Entre hacerse ver y hacerse notar hay algunas diferencias entre sensoriales y filosóficas de las que sería muy difícil salir si uno se animara a meterse con ellas.
Lo que sí resulta menos complicado es afirmar que en el mundo en que vivimos ya no es suficiente con ser y con estar (con pasar y con devenir). Personas y grupos de los más variados se han lanzado a la aventura de conquistar la atención de los demás, a como dé lugar.
Más que de una carrera sería más apropiado aquí hablar de una obsesión, que abrasa a todos cuantos creen -con razón o sin ella- que su ser, su estar, su pasar y su devenir no son de ninguna forma relevantes para su prójimo y que si se quiere vivir con dignidad es mejor darse a conocer, digamos, por otros medios.
Pero claro, el problema no es que todos aspiren a un lugar «visible» bajo el sol sino que en los anchos dominios del astro no hay lugar para todos. Es decir, que no todos las minorías, las reivindicaciones, los sufrimientos y las injusticias pueden ser visibles al mismo tiempo: siempre se impondrán aquellas que convoquen al interés general por sobre aquellas que persigan objetivos sectoriales y particulares. De modo que la única forma de lograr la visibilidad propia es luchar contra la visibilidad ajena, por cualquier medio, sin reparar en su licitud o ilicitud.
Las primeras víctimas en la batalla por la visibilidad son los notables de siempre. Es decir, aquellos que por el solo hecho de abrir la boca tienen asegurada la difusión automática de sus palabras, sea que se trate de pensamientos de hondura filosófica o de tonterías solemnes. Por esta razón, probablemente, cualquier celebridad que afirme algo, o que, sin siquiera decir nada, se enfrente a una situación delicada, automáticamente se convierte en blanco de quienes, en nombre de otras visibilidades en ciernes, aspiran a ocupar ese espacio tan apetecido.
Probablemente nadie ha reparado en el hecho de que la visibilidad total (de todos y de todas) no conseguiría mejor resultado que nada se viera ni se distinguiera. «Lo mismo un burro que un gran profesor». Todos a la vista de todos (y de todas) traería solo resultados catastróficos.
Por supuesto, hay causas, grupos y personajes injustamente excluidos de la exposición pública, pero no hay que olvidar que muchos eligen prudentemente las sombras de la invisibilidad precisamente para no caer en las luces, siempre engañosas, de la imbecilidad.
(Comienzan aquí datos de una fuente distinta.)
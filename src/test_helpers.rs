//! Shared test utilities for the smallpress test suite.
//!
//! Builders for the intermediate pipeline types, so stage tests can start
//! from the exact input shape they care about without running the stages
//! before them.

use crate::scan::SourceDocument;
use crate::types::Document;
use crate::{markdown, readtime};
use chrono::NaiveDate;
use std::path::PathBuf;

/// A scanned document, as if `scan` had read `raw` from `rel` under an
/// imaginary `/content` root. No filesystem involved.
pub fn source_doc(rel: &str, raw: &str) -> SourceDocument {
    SourceDocument {
        source_path: PathBuf::from("/content").join(rel),
        relative_path: PathBuf::from(rel),
        raw: raw.to_string(),
    }
}

/// A processed document with an empty body. Title equals the slug, which
/// keeps ordering assertions readable.
pub fn document(slug: &str, date: &str) -> Document {
    document_with_body(slug, date, "")
}

/// A processed document with the given markdown body, derived fields
/// computed the same way the process stage computes them (200 wpm).
pub fn document_with_body(slug: &str, date: &str, body: &str) -> Document {
    let plain_text = markdown::plain_text(body);
    let reading_time = readtime::estimate(&plain_text, 200);
    Document {
        source_path: PathBuf::from("/content").join(format!("{slug}.md")),
        slug: slug.to_string(),
        title: slug.to_string(),
        date: NaiveDate::parse_from_str(date, "%Y-%m-%d").expect("test date must be YYYY-MM-DD"),
        description: None,
        body_html: markdown::render_html(body),
        plain_text,
        reading_time,
    }
}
En otras palabras, que hay individuos y colectivos que basan su estrategia en el recato, en la contención y en lo que desde algunos años llamamos, con cierta imprecisión, «perfil bajo».
Muchos de los visibilizados y buena parte de los visibilizables se enfrentan hoy a situaciones paradojales, como el tener que asumir que hay otras personas y otros grupos que se sienten mortalmente ofendidos por lo que ellos dicen, hacen o experimentan. Visibilizar a alguien conlleva siempre el riesgo de poner un zapato sobre otro que aspira a lo mismo.
Pondré un ejemplo, aunque sé de antemano que no es el más adecuado: el presidente Trump, un narcisista consciente de su impopularidad, para lograr la ansiada visibilidad, necesita aniquilar primero la de su antecesor, Barack Obama, que disfruta de sus cotas más altas de popularidad desde que dejó el cargo el pasado 20 de enero.
Hace años, cuando los expertos vaticinaban que en la tercera década del siglo XXI gobernarían los poetas todos teníamos la esperanza de un mundo luminoso en el que las desigualdades no harían sino reducirse a su mínima expresión. Hoy, ya no son ni los sociólogos ni los psiconanalistas los candidatos a liderar el mundo, puesto que, hablando de lo que hablamos, hay un oficio que terminará tarde o temprano por imponerse a los otros: mañana nos gobernarán los ópticos diplomados.
Si, en efecto, vivimos en una sociedad de individuos miopes, lo lógico es que gobiernen ellos, de día, porque por la noche tendrían que hacerlo los técnicos de Lusal.